In recent years there’s been more and more interest in using SANs to provide fault-tolerant large-scale storage for both files and network applications. However, because of the large initial cost of implementing a SAN, they’re generally used only in networks that need more than 100 to 200 GB of storage capacity.

You can use a SAN to centralize your data storage and simplify administration of backups and restores. SANs remove the storage function from general-purpose servers onto a high-speed network specifically designed for moving large amounts of data. This process provides the following advantages:

Optimal server rack space created by moving disk arrays out of the rack
Increased security created by storing data in a separate network not vulnerable to currently known types of attacks
LAN-free backups provided by keeping backup traffic off the data network

If you can justify the cost, the SAN will allow you to build a storage solution with far greater scalability than multiple arrays. In addition, the cost of ownership is lower due to centralized management and higher availability of the storage within the SAN. For example, when you use a SAN with your Microsoft Exchange mailbox servers, you can back up and restore your mailbox data much faster, which in turn helps fulfill service level agreements (SLAs) and maximizes the number of users that one server can host.

Although a deployment can be expensive, a SAN solution could be preferable because the long-term total cost of ownership (TCO) might be lower than the cost of maintaining many small arrays. Consider the following advantages of a SAN solution:

If you currently have multiple arrays managed by multiple administrators, centralized administration of all storage could allow administrators to be available for other tasks.
No other single solution has the potential to offer the comprehensive and flexible reliability that a vendor-supported SAN provides.
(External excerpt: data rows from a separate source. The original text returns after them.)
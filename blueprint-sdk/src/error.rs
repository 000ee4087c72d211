//! Error types shared by the SDK.

use crate::storage::StorageError;
use crate::token::TokenError;

pub type Result<T> = std::result::Result<T, Error>;

#[derive(Debug, thiserror::Error)]
pub enum Error {
    /// Connection, TLS or body-decoding failure from the HTTP client.
    #[error("HTTP error: {0}")]
    Http(#[from] reqwest::Error),
    /// The server answered with a non-success status.
    #[error("{method} {path} returned {status}: {body}")]
    Status {
        method: &'static str,
        path: String,
        status: u16,
        body: String,
    },
    /// The body parsed but did not have the expected shape.
    #[error("Unexpected response: {0}")]
    UnexpectedResponse(String),
    #[error(transparent)]
    Token(#[from] TokenError),
    #[error(transparent)]
    Storage(#[from] StorageError),
}
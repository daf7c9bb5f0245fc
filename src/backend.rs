//! Decoder abstraction.
//!
//! [`MediaBackend`] opens [`DecodeContext`]s and decodes audio tracks. The
//! crate ships [`FfmpegBackend`](crate::FfmpegBackend); other
//! implementations (a browser media element bridge, a scripted decoder in
//! tests) plug into [`FrameExtractor`](crate::FrameExtractor) the same way.
//!
//! A decode context is a single-owner resource: it holds at most one
//! in-flight seek and one current picture, which is why every mutating method
//! takes `&mut self`. Dropping the context releases it.

use std::{future::Future, time::Duration};

use crate::{
    audio::AudioFormat, error::ExtractionError, probe::ProbeInfo, raster::Picture,
    source::VideoSource,
};

/// Opens decode contexts and decodes audio side-channels.
pub trait MediaBackend: Send + Sync {
    /// The decode context this backend produces.
    type Context: DecodeContext;

    /// Allocate a decode context bound to `source`.
    ///
    /// Failing to open the source must be reported as
    /// [`ExtractionError::ProbeError`].
    fn open(
        &self,
        source: &VideoSource,
    ) -> impl Future<Output = Result<Self::Context, ExtractionError>> + Send;

    /// Decode the best audio track of `source` and encode it as `format`.
    ///
    /// Runs after the decode context has been released.
    fn decode_audio(
        &self,
        source: &VideoSource,
        format: AudioFormat,
    ) -> impl Future<Output = Result<Vec<u8>, ExtractionError>> + Send;
}

/// A decoding context bound to one source.
pub trait DecodeContext: Send {
    /// Silence (or restore) playback audio on this context.
    fn set_muted(&mut self, muted: bool);

    /// Resolve duration and native dimensions.
    fn probe(&mut self) -> impl Future<Output = Result<ProbeInfo, ExtractionError>> + Send;

    /// Seek to `timestamp` and resolve once a displayable frame is current.
    fn seek(
        &mut self,
        timestamp: Duration,
    ) -> impl Future<Output = Result<(), ExtractionError>> + Send;

    /// The picture the last completed seek landed on.
    fn current_picture(&self) -> Option<&Picture>;
}
//! Extraction output.
//!
//! [`ExtractionResult`] holds the ordered frame payloads and the optional
//! audio payload. Every payload is base64 text so it can be embedded directly
//! in a JSON request body.

use std::time::Duration;

use base64::{Engine as _, engine::general_purpose::STANDARD as BASE64_STANDARD};
use serde_json::{Value, json};

use crate::{audio::AudioFormat, error::ExtractionError, probe::ProbeInfo};

/// MIME type of every frame payload.
pub const FRAME_MIME_TYPE: &str = "image/jpeg";

/// One sampled still.
#[derive(Debug, Clone, PartialEq, Eq)]
pub struct FrameArtifact {
    /// Position in the sample sequence.
    pub index: usize,
    /// Timestamp the decoder was asked to seek to.
    pub timestamp: Duration,
    /// Width of the encoded picture.
    pub width: u32,
    /// Height of the encoded picture.
    pub height: u32,
    /// Base64 JPEG body.
    pub data: String,
    /// `true` when the picture is a black stand-in for an unreachable seek.
    pub placeholder: bool,
}

impl FrameArtifact {
    /// Decode the payload back to JPEG bytes.
    ///
    /// # Errors
    ///
    /// Returns [`ExtractionError::VideoDecodeError`] if the payload is not
    /// valid base64.
    pub fn jpeg_bytes(&self) -> Result<Vec<u8>, ExtractionError> {
        BASE64_STANDARD
            .decode(&self.data)
            .map_err(|error| ExtractionError::VideoDecodeError(error.to_string()))
    }
}

/// The audio side-channel payload. Empty when audio was disabled or failed.
#[derive(Debug, Clone, Default, PartialEq, Eq)]
pub struct AudioArtifact {
    data: String,
    format: Option<AudioFormat>,
}

impl AudioArtifact {
    /// No audio available.
    pub fn empty() -> Self {
        Self::default()
    }

    /// Base64-encode `bytes`. Empty input gives an empty artifact.
    pub fn from_bytes(bytes: &[u8], format: AudioFormat) -> Self {
        if bytes.is_empty() {
            return Self::empty();
        }
        Self {
            data: BASE64_STANDARD.encode(bytes),
            format: Some(format),
        }
    }

    /// Base64 payload; the empty string when no audio is available.
    pub fn data(&self) -> &str {
        &self.data
    }

    /// Format of the payload, if any.
    pub fn format(&self) -> Option<AudioFormat> {
        self.format
    }

    /// Returns `true` when no audio is available.
    pub fn is_empty(&self) -> bool {
        self.data.is_empty()
    }
}

/// Everything one extraction produced. Owned by the caller.
#[derive(Debug, Clone)]
pub struct ExtractionResult {
    /// Probe metadata of the source.
    pub probe: ProbeInfo,
    /// Sampled stills, in timestamp order.
    pub frames: Vec<FrameArtifact>,
    /// Audio side-channel payload.
    pub audio: AudioArtifact,
}

impl ExtractionResult {
    /// Base64 frame payloads in order.
    pub fn frame_payloads(&self) -> Vec<&str> {
        self.frames.iter().map(|frame| frame.data.as_str()).collect()
    }

    /// Attachment parts for a multimodal request.
    ///
    /// One `{"inlineData": {"data", "mimeType"}}` object per frame in order,
    /// followed by one audio part when audio is available.
    ///
    /// # Example
    ///
    /// ```no_run
    /// use reelscan::{FrameExtractor, VideoSource};
    ///
    /// let result = FrameExtractor::default()
    ///     .extract_blocking(&VideoSource::from_path("clip.mp4"))?;
    /// let body = serde_json::json!({ "parts": result.inline_parts() });
    /// # Ok::<(), reelscan::ExtractionError>(())
    /// ```
    pub fn inline_parts(&self) -> Vec<Value> {
        let mut parts: Vec<Value> = self
            .frames
            .iter()
            .map(|frame| inline_part(&frame.data, FRAME_MIME_TYPE))
            .collect();

        if let Some(format) = self.audio.format()
            && !self.audio.is_empty()
        {
            parts.push(inline_part(self.audio.data(), format.mime_type()));
        }

        parts
    }
}

fn inline_part(data: &str, mime_type: &str) -> Value {
    json!({
        "inlineData": {
            "data": data,
            "mimeType": mime_type,
        }
    })
}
Hardware vendors implement most SAN solutions. Find a SAN provider who will help you with the process of designing, installing, and maintaining your SAN and discuss your storage needs with them. They’ll then be able to configure the SAN to offer you the best combination of performance, security, and storage group and tracking log distribution.
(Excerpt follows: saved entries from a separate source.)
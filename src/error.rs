//! Error types for the `reelscan` crate.
//!
//! This module defines [`ExtractionError`], the unified error type returned by
//! every fallible operation in the crate. Errors carry enough context (source
//! path, sample timestamp, frame index) to diagnose a failed extraction
//! without extra logging at the call site.

use std::{io::Error as IoError, path::PathBuf, time::Duration};

use ffmpeg_next::Error as FfmpegError;
use thiserror::Error;

/// The unified error type for all `reelscan` operations.
///
/// Frame-sampling errors abort the whole extraction. Audio errors never reach
/// the caller of [`FrameExtractor::extract`](crate::FrameExtractor::extract):
/// they are logged and downgraded to an empty audio artifact.
#[derive(Debug, Error)]
#[non_exhaustive]
pub enum ExtractionError {
    /// The source could not be opened or its metadata could not be resolved.
    #[error("Failed to probe video source {path}: {reason}")]
    ProbeError {
        /// Path of the video source.
        path: PathBuf,
        /// Underlying reason the probe failed.
        reason: String,
    },

    /// A seek did not complete within the configured timeout.
    #[error("Seek to {timestamp:?} timed out after {timeout:?}")]
    SeekTimeout {
        /// The timestamp that was requested.
        timestamp: Duration,
        /// The timeout that expired.
        timeout: Duration,
    },

    /// The decoder could not land on a displayable frame for a timestamp.
    #[error("Failed to seek to {timestamp:?}: {reason}")]
    SeekError {
        /// The timestamp that was requested.
        timestamp: Duration,
        /// Underlying reason the seek failed.
        reason: String,
    },

    /// A sampled frame could not be encoded as JPEG.
    #[error("Failed to encode frame {index}: {reason}")]
    EncodeError {
        /// Position of the frame in the sample sequence.
        index: usize,
        /// Underlying reason the encode failed.
        reason: String,
    },

    /// A decoded picture was malformed.
    #[error("Failed to decode video frame: {0}")]
    VideoDecodeError(String),

    /// Audio data could not be decoded or transcoded.
    #[error("Failed to decode audio: {0}")]
    AudioDecodeError(String),

    /// Another extraction is already running on the same extractor.
    #[error("An extraction is already in progress on this extractor")]
    ExtractionInProgress,

    /// The operation was cancelled via a [`CancellationToken`](crate::CancellationToken).
    #[error("Operation cancelled")]
    Cancelled,

    /// An error originating from the FFmpeg libraries.
    #[error("FFmpeg error: {0}")]
    FfmpegError(String),

    /// An I/O error occurred while spooling or reading files.
    #[error("I/O error: {0}")]
    IoError(#[from] IoError),
}

impl ExtractionError {
    /// Returns `true` for [`SeekTimeout`](Self::SeekTimeout) and
    /// [`SeekError`](Self::SeekError).
    pub fn is_seek_failure(&self) -> bool {
        matches!(
            self,
            ExtractionError::SeekTimeout { .. } | ExtractionError::SeekError { .. }
        )
    }
}

impl From<FfmpegError> for ExtractionError {
    fn from(error: FfmpegError) -> Self {
        ExtractionError::FfmpegError(error.to_string())
    }
}
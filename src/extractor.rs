//! The extraction orchestrator.
//!
//! [`FrameExtractor`] runs the three stages (probe, sample, audio) against a
//! [`MediaBackend`], owns the decode context for the duration of one
//! extraction and releases it on every exit path.

use std::{
    sync::atomic::{AtomicBool, Ordering},
    time::Instant,
};

use crate::{
    artifact::{AudioArtifact, ExtractionResult},
    audio::AudioFormat,
    backend::{DecodeContext, MediaBackend},
    configuration::ExtractOptions,
    decoder::FfmpegBackend,
    error::ExtractionError,
    probe::ProbeInfo,
    sampler::sample_frames,
    source::VideoSource,
};

/// Turns a video source into sampled JPEG stills and an optional audio track.
///
/// An extractor runs at most one extraction at a time; a concurrent call
/// fails with [`ExtractionError::ExtractionInProgress`]. Use one extractor
/// per concurrent job.
///
/// # Example
///
/// ```no_run
/// use reelscan::{ExtractOptions, FrameExtractor, VideoSource};
///
/// # async fn example() -> Result<(), reelscan::ExtractionError> {
/// let extractor = FrameExtractor::new(ExtractOptions::new().with_sample_count(8));
/// let result = extractor.extract(&VideoSource::from_path("clip.mp4")).await?;
///
/// for frame in &result.frames {
///     println!("{:>6.2}s  {} bytes", frame.timestamp.as_secs_f64(), frame.data.len());
/// }
/// # Ok(())
/// # }
/// ```
pub struct FrameExtractor<B: MediaBackend = FfmpegBackend> {
    backend: B,
    options: ExtractOptions,
    in_flight: AtomicBool,
}

impl Default for FrameExtractor<FfmpegBackend> {
    fn default() -> Self {
        Self::new(ExtractOptions::default())
    }
}

impl FrameExtractor<FfmpegBackend> {
    /// Create an extractor backed by FFmpeg.
    pub fn new(options: ExtractOptions) -> Self {
        Self::with_backend(FfmpegBackend, options)
    }
}

impl<B: MediaBackend> FrameExtractor<B> {
    /// Create an extractor with a custom backend.
    pub fn with_backend(backend: B, options: ExtractOptions) -> Self {
        Self {
            backend,
            options,
            in_flight: AtomicBool::new(false),
        }
    }

    /// The options every extraction uses.
    pub fn options(&self) -> &ExtractOptions {
        &self.options
    }

    /// Returns `true` while an extraction is running.
    pub fn is_extracting(&self) -> bool {
        self.in_flight.load(Ordering::Acquire)
    }

    /// Probe, sample and (optionally) transcode audio.
    ///
    /// The decode context is released before the audio stage and on every
    /// failure. Audio failures never fail the extraction; they produce an
    /// empty audio artifact.
    ///
    /// # Errors
    ///
    /// - [`ExtractionError::ExtractionInProgress`] if this extractor is busy.
    /// - [`ExtractionError::ProbeError`] if the source cannot be opened, has
    ///   no usable duration or dimensions, or probing timed out.
    /// - [`ExtractionError::SeekTimeout`] / [`ExtractionError::SeekError`]
    ///   if a timestamp cannot be reached (unless the seek-failure policy
    ///   substitutes black frames).
    /// - [`ExtractionError::EncodeError`] if a frame cannot be encoded.
    /// - [`ExtractionError::Cancelled`] if the cancellation token fires.
    pub async fn extract(&self, source: &VideoSource) -> Result<ExtractionResult, ExtractionError> {
        let _in_flight = InFlightGuard::acquire(&self.in_flight)?;
        let started = Instant::now();

        log::info!(
            "Extracting {} frames from {}",
            self.options.sample_count(),
            source.path().display()
        );

        let (probe, frames) = {
            let (mut context, probe) = self.open_and_probe(source).await?;
            log::debug!(
                "Probed {}: {:.3}s, {}x{}",
                source.path().display(),
                probe.duration.as_secs_f64(),
                probe.width,
                probe.height
            );
            let frames = sample_frames(&mut context, &probe, &self.options).await?;
            (probe, frames)
        };

        if self.options.is_cancelled() {
            return Err(ExtractionError::Cancelled);
        }

        let audio = match self.options.audio() {
            Some(format) => self.audio_artifact(source, format).await,
            None => AudioArtifact::empty(),
        };

        log::info!(
            "Extracted {} frames from {} in {:.2?}{}",
            frames.len(),
            source.path().display(),
            started.elapsed(),
            if audio.is_empty() { "" } else { " with audio" }
        );

        Ok(ExtractionResult {
            probe,
            frames,
            audio,
        })
    }

    /// Run [`extract`](Self::extract) to completion on a private
    /// current-thread runtime.
    ///
    /// Must not be called from inside an async context.
    ///
    /// # Errors
    ///
    /// Same as [`extract`](Self::extract), plus
    /// [`ExtractionError::IoError`] if the runtime cannot be built.
    pub fn extract_blocking(&self, source: &VideoSource) -> Result<ExtractionResult, ExtractionError> {
        let runtime = tokio::runtime::Builder::new_current_thread()
            .enable_all()
            .build()?;
        runtime.block_on(self.extract(source))
    }

    /// Open the source, read its duration and dimensions, and release it.
    ///
    /// # Errors
    ///
    /// Returns [`ExtractionError::ProbeError`] under the same conditions as
    /// the probe stage of [`extract`](Self::extract).
    pub async fn probe(&self, source: &VideoSource) -> Result<ProbeInfo, ExtractionError> {
        let (_context, probe) = self.open_and_probe(source).await?;
        Ok(probe)
    }

    async fn open_and_probe(
        &self,
        source: &VideoSource,
    ) -> Result<(B::Context, ProbeInfo), ExtractionError> {
        if self.options.is_cancelled() {
            return Err(ExtractionError::Cancelled);
        }

        let opening = async {
            let mut context = self.backend.open(source).await?;
            context.set_muted(true);
            let probe = context.probe().await?;
            Ok::<_, ExtractionError>((context, probe))
        };

        let (context, probe) = match self.options.probe_timeout() {
            Some(timeout) => tokio::time::timeout(timeout, opening)
                .await
                .map_err(|_| source.probe_error(format!("probe timed out after {timeout:?}")))??,
            None => opening.await?,
        };

        Ok((context, probe.validate(source)?))
    }

    async fn audio_artifact(&self, source: &VideoSource, format: AudioFormat) -> AudioArtifact {
        match self.decode_audio(source, format).await {
            Ok(bytes) if bytes.is_empty() => {
                log::warn!("Audio track of {} decoded to nothing", source.path().display());
                AudioArtifact::empty()
            }
            Ok(bytes) => {
                log::debug!("Encoded {} bytes of {format} audio", bytes.len());
                AudioArtifact::from_bytes(&bytes, format)
            }
            Err(error) => {
                log::warn!(
                    "No audio available for {}: {error}",
                    source.path().display()
                );
                AudioArtifact::empty()
            }
        }
    }

    async fn decode_audio(
        &self,
        source: &VideoSource,
        format: AudioFormat,
    ) -> Result<Vec<u8>, ExtractionError> {
        let decoding = self.backend.decode_audio(source, format);
        match self.options.audio_timeout() {
            Some(timeout) => tokio::time::timeout(timeout, decoding)
                .await
                .map_err(|_| {
                    ExtractionError::AudioDecodeError(format!(
                        "audio decoding timed out after {timeout:?}"
                    ))
                })?,
            None => decoding.await,
        }
    }
}

/// Holds the extractor's in-flight flag; clears it on drop.
struct InFlightGuard<'a> {
    flag: &'a AtomicBool,
}

impl<'a> InFlightGuard<'a> {
    fn acquire(flag: &'a AtomicBool) -> Result<Self, ExtractionError> {
        flag.compare_exchange(false, true, Ordering::AcqRel, Ordering::Acquire)
            .map_err(|_| ExtractionError::ExtractionInProgress)?;
        Ok(Self { flag })
    }
}

impl Drop for InFlightGuard<'_> {
    fn drop(&mut self) {
        self.flag.store(false, Ordering::Release);
    }
}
Before you invest in a SAN, calculate the cost of your current storage solution in terms of hardware and administrative resources and evaluate the company’s need for dependable storage. Then calculate whether moving to a SAN would provide a greater overall cost and reliability benefit than maintaining multiple arrays would.

SANs Connectivity

In the past, SANs have been implemented by using a dedicated direct connection or a Fibre Channel–arbitrated loop. Newer Fibre Channel fabric switches provide much higher levels of throughput and allow administrators to design SANs that minimize or eliminate any single points of failure.

At minimum, a switched FC SAN includes the following:

Interconnected switches or switches cascaded via E-ports
Several switches at the edge—one switch for each LAN connected to the SAN
An FC interface in each server, which is connected to its local SAN switch
A switch for the SAN disk farm, which is connected to both core switches
A switch for the SAN backup device, which is connected to both core switches

Note that each edge switch is connected to both core switches.
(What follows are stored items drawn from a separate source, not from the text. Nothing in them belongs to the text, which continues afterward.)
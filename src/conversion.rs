//! Internal conversion helpers for the FFmpeg backend.
//!
//! Pixel-data copying and timestamp conversion between [`Duration`] and
//! FFmpeg's time bases.

use std::time::Duration;

use ffmpeg_next::{Rational, frame::Video as VideoFrame};

/// FFmpeg's `AV_NOPTS_VALUE`.
pub(crate) const NO_TIMESTAMP: i64 = i64::MIN;

/// Copy an RGB24 frame into a tightly packed buffer.
///
/// FFmpeg frames frequently carry per-row padding (stride > width * 3); the
/// padding is dropped.
pub(crate) fn frame_to_rgb_buffer(video_frame: &VideoFrame, width: u32, height: u32) -> Vec<u8> {
    let stride = video_frame.stride(0);
    let row_length = (width as usize) * 3;
    let data = video_frame.data(0);

    if stride == row_length {
        data[..row_length * (height as usize)].to_vec()
    } else {
        let mut buffer = Vec::with_capacity(row_length * (height as usize));
        for row in 0..(height as usize) {
            let row_start = row * stride;
            buffer.extend_from_slice(&data[row_start..row_start + row_length]);
        }
        buffer
    }
}

/// Convert a [`Duration`] to a container seek target in AV_TIME_BASE
/// (microseconds), as `avformat_seek_file` expects with `stream_index = -1`.
pub(crate) fn duration_to_seek_timestamp(duration: Duration) -> i64 {
    i64::try_from(duration.as_micros()).unwrap_or(i64::MAX)
}

/// Seek target for `timestamp` measured from a stream that starts at
/// `start_seconds` on the container clock.
pub(crate) fn seek_position(timestamp: Duration, start_seconds: f64) -> i64 {
    let offset = if start_seconds.is_finite() {
        (start_seconds * 1_000_000.0).round() as i64
    } else {
        0
    };
    duration_to_seek_timestamp(timestamp).saturating_add(offset)
}

/// Rescale a PTS value from a stream time base to seconds.
pub(crate) fn pts_to_seconds(pts: i64, time_base: Rational) -> f64 {
    pts as f64 * time_base.numerator() as f64 / time_base.denominator() as f64
}

/// Convert a container duration in AV_TIME_BASE to a [`Duration`].
///
/// Unknown or negative values give `None`.
pub(crate) fn container_duration(microseconds: i64) -> Option<Duration> {
    (microseconds > 0).then(|| Duration::from_micros(microseconds as u64))
}

/// Convert a stream duration in its own time base to a [`Duration`].
pub(crate) fn stream_duration(duration: i64, time_base: Rational) -> Option<Duration> {
    if duration <= 0 || duration == NO_TIMESTAMP || time_base.denominator() == 0 {
        return None;
    }
    let seconds = pts_to_seconds(duration, time_base);
    (seconds.is_finite() && seconds > 0.0).then(|| Duration::from_secs_f64(seconds))
}
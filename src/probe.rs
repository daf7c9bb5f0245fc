//! Probe results.
//!
//! [`ProbeInfo`] is what the probe stage learns about a source before any
//! frame is decoded: how long it runs and how large its pictures claim to be.
//! The claimed size is advisory; the sampler sizes its raster surface from
//! each decoded picture.

use std::time::Duration;

use crate::{error::ExtractionError, source::VideoSource};

/// Duration and native dimensions of a video source.
///
/// # Example
///
/// ```no_run
/// use reelscan::{FrameExtractor, VideoSource};
///
/// # async fn example() -> Result<(), reelscan::ExtractionError> {
/// let extractor = FrameExtractor::default();
/// let info = extractor.probe(&VideoSource::from_path("clip.mp4")).await?;
/// println!("{:.2}s at {}x{}", info.duration.as_secs_f64(), info.width, info.height);
/// # Ok(())
/// # }
/// ```
#[derive(Debug, Clone, Copy, PartialEq, Eq)]
#[must_use]
pub struct ProbeInfo {
    /// Total duration of the video.
    pub duration: Duration,
    /// Picture width in pixels, as reported by the container.
    pub width: u32,
    /// Picture height in pixels, as reported by the container.
    pub height: u32,
}

impl ProbeInfo {
    /// Create a probe result.
    pub fn new(duration: Duration, width: u32, height: u32) -> Self {
        Self {
            duration,
            width,
            height,
        }
    }

    /// Check that the source can be sampled.
    ///
    /// # Errors
    ///
    /// Returns [`ExtractionError::ProbeError`] for a zero duration or a zero
    /// dimension.
    pub fn validate(self, source: &VideoSource) -> Result<Self, ExtractionError> {
        if self.duration.is_zero() {
            return Err(source.probe_error("video reports a zero duration"));
        }
        if self.width == 0 || self.height == 0 {
            return Err(source.probe_error(format!(
                "video reports invalid dimensions {}x{}",
                self.width, self.height
            )));
        }
        Ok(self)
    }
}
Eliminating Points of Failure

When implementing a SAN, double all devices except the core: use two Fibre Channel adapters in each server, two edge switches in each LAN, two edge switches for the SAN disk farm, and two edge switches for the SAN backup device.

Making a Decision

You might have to make several decisions when designing a fault-tolerant data storage system. First, you should decide whether to use RAID or a SAN. If you use RAID, you’ll need to decide whether to use a hardware implementation or a software implementation. If you use a software implementation, you must decide whether to use RAID-1 or RAID-5. Table 3.4 describes each of these strategies.

Table 3.4 Storage Strategies

Strategy	Description
SAN/RAID	A SAN is a good strategy to use if you need more than 100 to 200 GB of storage capacity. Although the initial cost of implementing a SAN is large, the long-term TCO might be lower than RAID. In addition, the cost and management of the storage within the SAN can be kept to a minimum while providing high availability. If the cost of a SAN can’t be justified, use a RAID configuration.
Hardware/software RAID	A hardware implementation can offer performance improvements over software implementations of RAID, and hardware can sometimes support hot swapping and hot sparing. However, a hardware implementation is more expensive than a software implementation, and your equipment options might be limited to a specific vendor. Software fault tolerance is cheaper, but if you have a drive failure, downtime is required to replace the failed drive.
RAID-1/RAID-5	RAID-5 volumes have a lower cost per MB and better read performance than RAID-1 volumes. However, RAID-1 volumes can protect system or boot partitions and have better write performance. You can eliminate any single point of failure when implementing RAID-1 by using disk duplexing.

Recommendations

If you need more than 100 to 200 GB of storage capacity and you can justify the expense, you should use a SAN to provide fault-tolerant storage. Otherwise, you should use RAID. A hardware implementation of RAID is preferable to a software implementation if you’re willing to make the investment and if you can work within the limits of vendor specifications. If you decide to use a software implementation, use RAID-1 for applications that require high availability and don’t require a lot of disk space. You should use RAID-5 for environments with mostly read operations and occasional write operations. When implementing RAID, use disk duplexing.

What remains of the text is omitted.